- Born: Kimberley Davies 20 February 1973 (age 53) Ballarat, Victoria, Australia
- Other name: Kimberly Davies
- Education: University of Melbourne (commerce) Monash University (drama) RMIT University (interior design)
- Occupations: Actress; model;
- Years active: 1991–present
- Known for: Neighbours Pacific Palisades
- Spouse: Jason Harvey ​(m. 1997)​
- Children: 3

= Kimberley Davies =

Australian actress and model (born 1973)

Kimberley Davies (born 20 February 1973) is an Australian actress and model, known for playing Annalise Hartman on the Australian television soap opera Neighbours from 1993 until 1996.

==Early life==
Davies was born in Ballarat, where her father worked as a baker. She moved to Melbourne when she was 13 years old. She was spotted by an agent from Chadwick Models while she was holidaying on the Gold Coast. Davies was offered a modelling contract, which she initially turned down. However, after completing a photoshoot for Mode, she signed with Chadwick and stopped her commerce studies at the University of Melbourne.

==Career==
Davies appeared in print and television campaigns for both national and international brands, including Myer, Mitsubishi and Cadbury.

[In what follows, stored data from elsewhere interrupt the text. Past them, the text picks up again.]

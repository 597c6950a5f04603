//! Private todo persistence. Strictly owner-scoped; the policy layer
//! enforces that before any call lands here.

use chrono::{DateTime, Utc};
use entity::private_todos::{ActiveModel, Column, Entity as PrivateTodos, Model, TodoStatus};
use error::Result;
use sea_orm::{
    ActiveModelTrait,
    ColumnTrait,
    ConnectionTrait,
    EntityTrait,
    IntoActiveModel,
    ModelTrait,
    QueryFilter,
    QueryOrder,
    Set,
};

pub struct NewTodo<'a> {
    pub owner_user_id: i32,
    pub title:         &'a str,
    pub description:   Option<&'a str>,
    pub status:        TodoStatus,
    pub due_date:      Option<DateTime<Utc>>,
}

/// Field deltas for a partial update. Outer `None` means "leave alone";
/// for clearable fields the inner `None` means "set to null".
#[derive(Debug, Default)]
pub struct TodoPatch {
    pub title:       Option<String>,
    pub description: Option<Option<String>>,
    pub status:      Option<TodoStatus>,
    pub due_date:    Option<Option<DateTime<Utc>>>,
}

pub async fn create_todo<C: ConnectionTrait>(conn: &C, new: NewTodo<'_>) -> Result<Model> {
    let now = Utc::now();
    let todo = ActiveModel {
        owner_user_id: Set(new.owner_user_id),
        title: Set(new.title.to_string()),
        description: Set(new.description.map(str::to_string)),
        status: Set(new.status),
        due_date: Set(new.due_date),
        created_at: Set(now),
        updated_at: Set(now),
        ..Default::default()
    };

    Ok(todo.insert(conn).await?)
}

pub async fn find_by_id<C: ConnectionTrait>(conn: &C, id: i32) -> Result<Option<Model>> {
    Ok(PrivateTodos::find_by_id(id).one(conn).await?)
}

pub async fn list_by_owner<C: ConnectionTrait>(conn: &C, owner_user_id: i32) -> Result<Vec<Model>> {
    Ok(PrivateTodos::find()
        .filter(Column::OwnerUserId.eq(owner_user_id))
        .order_by_desc(Column::CreatedAt)
        .all(conn)
        .await?)
}

pub async fn update_todo<C: ConnectionTrait>(conn: &C, todo: Model, patch: TodoPatch) -> Result<Model> {
    let mut active = todo.into_active_model();

    if let Some(title) = patch.title {
        active.title = Set(title);
    }
    if let Some(description) = patch.description {
        active.description = Set(description);
    }
    if let Some(status) = patch.status {
        active.status = Set(status);
    }
    if let Some(due_date) = patch.due_date {
        active.due_date = Set(due_date);
    }
    active.updated_at = Set(Utc::now());

    Ok(active.update(conn).await?)
}

pub async fn delete_todo<C: ConnectionTrait>(conn: &C, todo: Model) -> Result<()> {
    todo.delete(conn).await?;
    Ok(())
}

pub async fn delete_by_owner<C: ConnectionTrait>(conn: &C, owner_user_id: i32) -> Result<()> {
    PrivateTodos::delete_many()
        .filter(Column::OwnerUserId.eq(owner_user_id))
        .exec(conn)
        .await?;
    Ok(())
}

Davies wanted to be an actress and after securing an acting agent, she received an audition for Neighbours. She was cast as hairdresser Annalise Hartman in 1992 when she was 19 years old. She was known to the cast and crew through her relationship with cast member Scott Michaelson (who played Brad Willis). Davies said she chose to do Neighbours because of its popularity around the world and the chance to gain more experience than modelling could offer. Davies became popular in both Australia and the UK during her time in Neighbours. When she appeared on the cover of Inside Sport, it become the magazine's highest selling issue. Her calendar was the second highest seller for 1996. In the UK, she also had her own clothing collection in Kays Catalogues and appeared in the Goldilocks pantomime.

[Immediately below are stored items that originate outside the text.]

//! # Team Task Data Transfer Objects

use chrono::{DateTime, Utc};
use entity::{team_tasks, TaskStatus};
use serde::{Deserialize, Serialize};

use crate::dto::{double_option, sub_tasks::SubTaskResponse};

/// Request body for creating a team task (admin only)
#[derive(Debug, Clone, PartialEq, Eq, Deserialize)]
pub struct CreateTaskRequest {
    pub title: String,

    #[serde(default)]
    pub description: Option<String>,

    /// Defaults to TODO when absent
    #[serde(default)]
    pub status: Option<String>,

    #[serde(default)]
    pub assigned_user_id: Option<i32>,
}

/// Request body for a general task update (admin only). Absent fields are
/// untouched; explicit nulls clear the clearable fields.
#[derive(Debug, Clone, PartialEq, Eq, Default, Deserialize)]
pub struct UpdateTaskRequest {
    #[serde(default)]
    pub title: Option<String>,

    #[serde(default, deserialize_with = "double_option")]
    pub description: Option<Option<String>>,

    #[serde(default)]
    pub status: Option<String>,

    #[serde(default, deserialize_with = "double_option")]
    pub assigned_user_id: Option<Option<i32>>,
}

/// Request body for (re)assigning a task (admin only). A null or absent
/// user id unassigns the task.
#[derive(Debug, Clone, PartialEq, Eq, Deserialize)]
pub struct AssignTaskRequest {
    #[serde(default)]
    pub assigned_user_id: Option<i32>,
}

/// Team task with its derived progress. Sub-tasks are embedded on detail
/// reads and omitted from listings.
#[derive(Debug, Clone, PartialEq, Eq, Serialize)]
pub struct TeamTaskResponse {
    pub id:               i32,
    pub team_id:          i32,
    pub title:            String,
    pub description:      Option<String>,
    pub status:           TaskStatus,
    pub assigned_user_id: Option<i32>,
    /// Completion percentage, 0-100
    pub progress:         u8,
    #[serde(skip_serializing_if = "Option::is_none")]
    pub sub_tasks:        Option<Vec<SubTaskResponse>>,
    pub created_at:       DateTime<Utc>,
    pub updated_at:       DateTime<Utc>,
}

impl TeamTaskResponse {
    pub fn from_task(task: team_tasks::Model, progress: u8, sub_tasks: Option<Vec<SubTaskResponse>>) -> Self {
        Self {
            id:               task.id,
            team_id:          task.team_id,
            title:            task.title,
            description:      task.description,
            status:           task.status,
            assigned_user_id: task.assigned_user_id,
            progress,
            sub_tasks,
            created_at:       task.created_at,
            updated_at:       task.updated_at,
        }
    }
}
//! # API Router Configuration
//!
//! Configures API routes for the Taskish application. Wrapper handlers own
//! the axum extractors and delegate to the inner handlers in [`crate::api`].

use axum::{
    extract::{rejection::JsonRejection, Extension, Path, State as AxumState},
    http::StatusCode,
    middleware,
    response::IntoResponse,
    routing::{get, patch, post},
    Json,
    Router,
};
use error::{AppError, Result};

use crate::{middleware::auth::AuthContext, AppState};

/// Creates the API router with all routes
pub fn create_router(state: AppState) -> Router {
    let protected_routes = Router::new()
        .route("/api/auth/logout", post(logout_handler))
        .route("/api/auth/me", get(me_handler))
        .route(
            "/api/private-todos",
            get(list_todos_handler).post(create_todo_handler),
        )
        .route(
            "/api/private-todos/:id",
            get(get_todo_handler)
                .put(update_todo_handler)
                .delete(delete_todo_handler),
        )
        .route(
            "/api/team-tasks",
            get(list_tasks_handler).post(create_task_handler),
        )
        .route(
            "/api/team-tasks/:id",
            get(get_task_handler)
                .put(update_task_handler)
                .delete(delete_task_handler),
        )
        .route("/api/team-tasks/:id/status", patch(update_task_status_handler))
        .route("/api/team-tasks/:id/assign", patch(assign_task_handler))
        .route(
            "/api/team-tasks/:id/sub-tasks",
            get(list_sub_tasks_handler).post(create_sub_task_handler),
        )
        .route(
            "/api/team-tasks/:id/sub-tasks/:sid",
            axum::routing::put(update_sub_task_handler).delete(delete_sub_task_handler),
        )
        .route(
            "/api/team-tasks/:id/sub-tasks/:sid/status",
            patch(update_sub_task_status_handler),
        )
        .route("/api/teams/:id/users", get(list_team_users_handler))
        .layer(middleware::from_fn_with_state(
            state.clone(),
            crate::middleware::auth::auth_middleware,
        ));

    let public_routes = Router::new()
        .route("/api/auth/register", post(register_handler))
        .route("/api/auth/login", post(login_handler));

    public_routes.merge(protected_routes).with_state(state)
}

/// Unwraps a JSON body, mapping axum's rejection into the 400 envelope
fn json_body<T>(payload: std::result::Result<Json<T>, JsonRejection>) -> Result<T> {
    match payload {
        Ok(Json(value)) => Ok(value),
        Err(rejection) => {
            Err(AppError::bad_request(format!(
                "Invalid request body: {}",
                rejection.body_text()
            )))
        },
    }
}

// ---- auth ----

async fn register_handler(
    AxumState(state): AxumState<AppState>,
    payload: std::result::Result<Json<crate::dto::auth::RegisterRequest>, JsonRejection>,
) -> Result<impl IntoResponse> {
    let req = json_body(payload)?;
    let body = crate::api::auth::register_handler_inner(&state, req).await?;
    Ok((StatusCode::CREATED, body))
}

async fn login_handler(
    AxumState(state): AxumState<AppState>,
    payload: std::result::Result<Json<crate::dto::auth::LoginRequest>, JsonRejection>,
) -> Result<impl IntoResponse> {
    let req = json_body(payload)?;
    crate::api::auth::login_handler_inner(&state, req).await
}

async fn logout_handler(
    AxumState(state): AxumState<AppState>,
    Extension(ctx): Extension<AuthContext>,
) -> Result<impl IntoResponse> {
    crate::api::auth::logout_handler_inner(&state, ctx).await
}

async fn me_handler(
    AxumState(state): AxumState<AppState>,
    Extension(ctx): Extension<AuthContext>,
) -> Result<impl IntoResponse> {
    crate::api::auth::me_handler_inner(&state, ctx).await
}

// ---- private todos ----

async fn list_todos_handler(
    AxumState(state): AxumState<AppState>,
    Extension(ctx): Extension<AuthContext>,
) -> Result<impl IntoResponse> {
    crate::api::private_todos::list_todos_inner(&state, ctx).await
}

async fn create_todo_handler(
    AxumState(state): AxumState<AppState>,
    Extension(ctx): Extension<AuthContext>,
    payload: std::result::Result<Json<crate::dto::private_todos::CreateTodoRequest>, JsonRejection>,
) -> Result<impl IntoResponse> {
    let req = json_body(payload)?;
    let body = crate::api::private_todos::create_todo_inner(&state, ctx, req).await?;
    Ok((StatusCode::CREATED, body))
}

async fn get_todo_handler(
    AxumState(state): AxumState<AppState>,
    Extension(ctx): Extension<AuthContext>,
    Path(id): Path<i32>,
) -> Result<impl IntoResponse> {
    crate::api::private_todos::get_todo_inner(&state, ctx, id).await
}

async fn update_todo_handler(
    AxumState(state): AxumState<AppState>,
    Extension(ctx): Extension<AuthContext>,
    Path(id): Path<i32>,
    payload: std::result::Result<Json<crate::dto::private_todos::UpdateTodoRequest>, JsonRejection>,
) -> Result<impl IntoResponse> {
    let req = json_body(payload)?;
    crate::api::private_todos::update_todo_inner(&state, ctx, id, req).await
}

async fn delete_todo_handler(
    AxumState(state): AxumState<AppState>,
    Extension(ctx): Extension<AuthContext>,
    Path(id): Path<i32>,
) -> Result<impl IntoResponse> {
    crate::api::private_todos::delete_todo_inner(&state, ctx, id).await
}

// ---- team tasks ----

async fn list_tasks_handler(
    AxumState(state): AxumState<AppState>,
    Extension(ctx): Extension<AuthContext>,
) -> Result<impl IntoResponse> {
    crate::api::team_tasks::list_tasks_inner(&state, ctx).await
}

async fn create_task_handler(
    AxumState(state): AxumState<AppState>,
    Extension(ctx): Extension<AuthContext>,
    payload: std::result::Result<Json<crate::dto::team_tasks::CreateTaskRequest>, JsonRejection>,
) -> Result<impl IntoResponse> {
    let req = json_body(payload)?;
    let body = crate::api::team_tasks::create_task_inner(&state, ctx, req).await?;
    Ok((StatusCode::CREATED, body))
}

async fn get_task_handler(
    AxumState(state): AxumState<AppState>,
    Extension(ctx): Extension<AuthContext>,
    Path(id): Path<i32>,
) -> Result<impl IntoResponse> {
    crate::api::team_tasks::get_task_inner(&state, ctx, id).await
}

async fn update_task_handler(
    AxumState(state): AxumState<AppState>,
    Extension(ctx): Extension<AuthContext>,
    Path(id): Path<i32>,
    payload: std::result::Result<Json<crate::dto::team_tasks::UpdateTaskRequest>, JsonRejection>,
) -> Result<impl IntoResponse> {
    let req = json_body(payload)?;
    crate::api::team_tasks::update_task_inner(&state, ctx, id, req).await
}

async fn update_task_status_handler(
    AxumState(state): AxumState<AppState>,
    Extension(ctx): Extension<AuthContext>,
    Path(id): Path<i32>,
    payload: std::result::Result<Json<crate::dto::UpdateStatusRequest>, JsonRejection>,
) -> Result<impl IntoResponse> {
    let req = json_body(payload)?;
    crate::api::team_tasks::update_task_status_inner(&state, ctx, id, req).await
}

async fn assign_task_handler(
    AxumState(state): AxumState<AppState>,
    Extension(ctx): Extension<AuthContext>,
    Path(id): Path<i32>,
    payload: std::result::Result<Json<crate::dto::team_tasks::AssignTaskRequest>, JsonRejection>,
) -> Result<impl IntoResponse> {
    let req = json_body(payload)?;
    crate::api::team_tasks::assign_task_inner(&state, ctx, id, req).await
}

async fn delete_task_handler(
    AxumState(state): AxumState<AppState>,
    Extension(ctx): Extension<AuthContext>,
    Path(id): Path<i32>,
) -> Result<impl IntoResponse> {
    crate::api::team_tasks::delete_task_inner(&state, ctx, id).await
}

// ---- sub-tasks ----

async fn list_sub_tasks_handler(
    AxumState(state): AxumState<AppState>,
    Extension(ctx): Extension<AuthContext>,
    Path(id): Path<i32>,
) -> Result<impl IntoResponse> {
    crate::api::sub_tasks::list_sub_tasks_inner(&state, ctx, id).await
}

async fn create_sub_task_handler(
    AxumState(state): AxumState<AppState>,
    Extension(ctx): Extension<AuthContext>,
    Path(id): Path<i32>,
    payload: std::result::Result<Json<crate::dto::sub_tasks::CreateSubTaskRequest>, JsonRejection>,
) -> Result<impl IntoResponse> {
    let req = json_body(payload)?;
    let body = crate::api::sub_tasks::create_sub_task_inner(&state, ctx, id, req).await?;
    Ok((StatusCode::CREATED, body))
}

async fn update_sub_task_handler(
    AxumState(state): AxumState<AppState>,
    Extension(ctx): Extension<AuthContext>,
    Path((id, sid)): Path<(i32, i32)>,
    payload: std::result::Result<Json<crate::dto::sub_tasks::UpdateSubTaskRequest>, JsonRejection>,
) -> Result<impl IntoResponse> {
    let req = json_body(payload)?;
    crate::api::sub_tasks::update_sub_task_inner(&state, ctx, id, sid, req).await
}

async fn update_sub_task_status_handler(
    AxumState(state): AxumState<AppState>,
    Extension(ctx): Extension<AuthContext>,
    Path((id, sid)): Path<(i32, i32)>,
    payload: std::result::Result<Json<crate::dto::UpdateStatusRequest>, JsonRejection>,
) -> Result<impl IntoResponse> {
    let req = json_body(payload)?;
    crate::api::sub_tasks::update_sub_task_status_inner(&state, ctx, id, sid, req).await
}

async fn delete_sub_task_handler(
    AxumState(state): AxumState<AppState>,
    Extension(ctx): Extension<AuthContext>,
    Path((id, sid)): Path<(i32, i32)>,
) -> Result<impl IntoResponse> {
    crate::api::sub_tasks::delete_sub_task_inner(&state, ctx, id, sid).await
}

// ---- teams ----

async fn list_team_users_handler(
    AxumState(state): AxumState<AppState>,
    Extension(ctx): Extension<AuthContext>,
    Path(id): Path<i32>,
) -> Result<impl IntoResponse> {
    crate::api::teams::list_team_users_inner(&state, ctx, id).await
}

/// Creates the health check router
pub fn create_health_router() -> Router { Router::new().route("/health", get(|| async { "OK" })) }

/// Creates the main application router
pub fn create_app_router(state: AppState) -> Router {
    Router::new()
        .merge(create_health_router())
        .merge(create_router(state))
}
use sea_orm_migration::{prelude::*, schema::*};

use crate::m20260815_000002_create_users_table::Users;

#[derive(DeriveMigrationName)]
pub struct Migration;

#[async_trait::async_trait]
impl MigrationTrait for Migration {
    async fn up(&self, manager: &SchemaManager) -> Result<(), DbErr> {
        manager
            .create_table(
                Table::create()
                    .table(PrivateTodos::Table)
                    .if_not_exists()
                    .col(pk_auto(PrivateTodos::Id))
                    .col(integer(PrivateTodos::OwnerUserId).not_null())
                    .col(string_len(PrivateTodos::Title, 255).not_null())
                    .col(text_null(PrivateTodos::Description))
                    .col(
                        string_len(PrivateTodos::Status, 20)
                            .not_null()
                            .default("TODO"),
                    )
                    .col(timestamp_with_time_zone_null(PrivateTodos::DueDate))
                    .col(
                        timestamp_with_time_zone(PrivateTodos::CreatedAt)
                            .not_null()
                            .default(Expr::current_timestamp()),
                    )
                    .col(
                        timestamp_with_time_zone(PrivateTodos::UpdatedAt)
                            .not_null()
                            .default(Expr::current_timestamp()),
                    )
                    // Restrict so user deletion goes through the application-level cascade
                    .foreign_key(
                        ForeignKey::create()
                            .name("fk_private_todos_owner_user_id")
                            .from(PrivateTodos::Table, PrivateTodos::OwnerUserId)
                            .to(Users::Table, Users::Id)
                            .on_delete(ForeignKeyAction::Restrict),
                    )
                    .to_owned(),
            )
            .await?;

        manager
            .create_index(
                Index::create()
                    .if_not_exists()
                    .name("idx_private_todos_owner_user_id")
                    .table(PrivateTodos::Table)
                    .col(PrivateTodos::OwnerUserId)
                    .to_owned(),
            )
            .await?;

        Ok(())
    }

    async fn down(&self, manager: &SchemaManager) -> Result<(), DbErr> {
        manager
            .drop_table(Table::drop().table(PrivateTodos::Table).to_owned())
            .await?;

        Ok(())
    }
}

#[derive(DeriveIden)]
pub enum PrivateTodos {
    Table,
    Id,
    OwnerUserId,
    Title,
    Description,
    Status,
    DueDate,
    CreatedAt,
    UpdatedAt,
}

Davies made a number of cameos in the ABC comedy series Club Buggery. Following her departure from Neighbours in 1996, she played the role of "assassin android" Betty in the Twisted Tales episode "Directly from My Heart to You". She also hosted the Nine Network series Just Kidding, which featured pranks played on an unsuspecting public, and had a small role in the feature film True Love and Chaos. In 1998, Davies was announced as the "new face" of Just Jeans and featured in their "Relax This Summer" advertisement campaign.

Davies later moved to the United States and played the role of Laura Sinclair in the lavish but short-lived night-time soap opera Pacific Palisades. In 2000, she made guest appearances in Ally McBeal and Spin City. She also appeared in a 2004 episode of the sitcom Friends, and appeared in the films Psycho Beach Party, The Next Best Thing, The Shrink Is In, Made and South Pacific. In 2005, she returned to Neighbours for the show's twentieth anniversary.

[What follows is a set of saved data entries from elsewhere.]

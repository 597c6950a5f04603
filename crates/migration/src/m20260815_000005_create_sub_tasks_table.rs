use sea_orm_migration::{prelude::*, schema::*};

use crate::{
    m20260815_000002_create_users_table::Users,
    m20260815_000004_create_team_tasks_table::TeamTasks,
};

#[derive(DeriveMigrationName)]
pub struct Migration;

#[async_trait::async_trait]
impl MigrationTrait for Migration {
    async fn up(&self, manager: &SchemaManager) -> Result<(), DbErr> {
        manager
            .create_table(
                Table::create()
                    .table(SubTasks::Table)
                    .if_not_exists()
                    .col(pk_auto(SubTasks::Id))
                    .col(integer(SubTasks::TeamTaskId).not_null())
                    .col(string_len(SubTasks::Title, 255).not_null())
                    .col(
                        string_len(SubTasks::Status, 20)
                            .not_null()
                            .default("TODO"),
                    )
                    .col(integer_null(SubTasks::ResponsibleUserId))
                    .col(
                        timestamp_with_time_zone(SubTasks::CreatedAt)
                            .not_null()
                            .default(Expr::current_timestamp()),
                    )
                    .col(
                        timestamp_with_time_zone(SubTasks::UpdatedAt)
                            .not_null()
                            .default(Expr::current_timestamp()),
                    )
                    // Restrict so task deletion goes through the application-level cascade
                    .foreign_key(
                        ForeignKey::create()
                            .name("fk_sub_tasks_team_task_id")
                            .from(SubTasks::Table, SubTasks::TeamTaskId)
                            .to(TeamTasks::Table, TeamTasks::Id)
                            .on_delete(ForeignKeyAction::Restrict),
                    )
                    .foreign_key(
                        ForeignKey::create()
                            .name("fk_sub_tasks_responsible_user_id")
                            .from(SubTasks::Table, SubTasks::ResponsibleUserId)
                            .to(Users::Table, Users::Id)
                            .on_delete(ForeignKeyAction::SetNull),
                    )
                    .to_owned(),
            )
            .await?;

        manager
            .create_index(
                Index::create()
                    .if_not_exists()
                    .name("idx_sub_tasks_team_task_id")
                    .table(SubTasks::Table)
                    .col(SubTasks::TeamTaskId)
                    .to_owned(),
            )
            .await?;

        Ok(())
    }

    async fn down(&self, manager: &SchemaManager) -> Result<(), DbErr> {
        manager
            .drop_table(Table::drop().table(SubTasks::Table).to_owned())
            .await?;

        Ok(())
    }
}

#[derive(DeriveIden)]
pub enum SubTasks {
    Table,
    Id,
    TeamTaskId,
    Title,
    Status,
    ResponsibleUserId,
    CreatedAt,
    UpdatedAt,
}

In May 2005, she appeared on an Australian reality television show called Celebrity Circus and in November 2005 she appeared in the fifth series of UK reality television show I'm a Celebrity... Get Me Out of Here! but left halfway through after she hurt her shoulder, during one of the "Bush Tucker Trials". In 2007, Davies was a contestant on Australia's Dancing with the Stars and in the summer of that year she appeared in a Daz advert in the UK.

Davies voices Australian character Alura McCall in the 2002 videogame James Bond 007: Nightfire. In September 2010, she appeared in an episode of Australian comedy game show Talkin' 'Bout Your Generation. She also guested in the second season of comedy series Lowdown in 2012.

On 20 June 2025, it was announced that Davies would be reprising her role as Annalise in Neighbours twenty years after her last appearance.

==Personal life==
Davies has been married to model-turned-orthopaedic surgeon Jason Harvey since 1997. They have three children and live in Melbourne, where Davies owns a decorating business.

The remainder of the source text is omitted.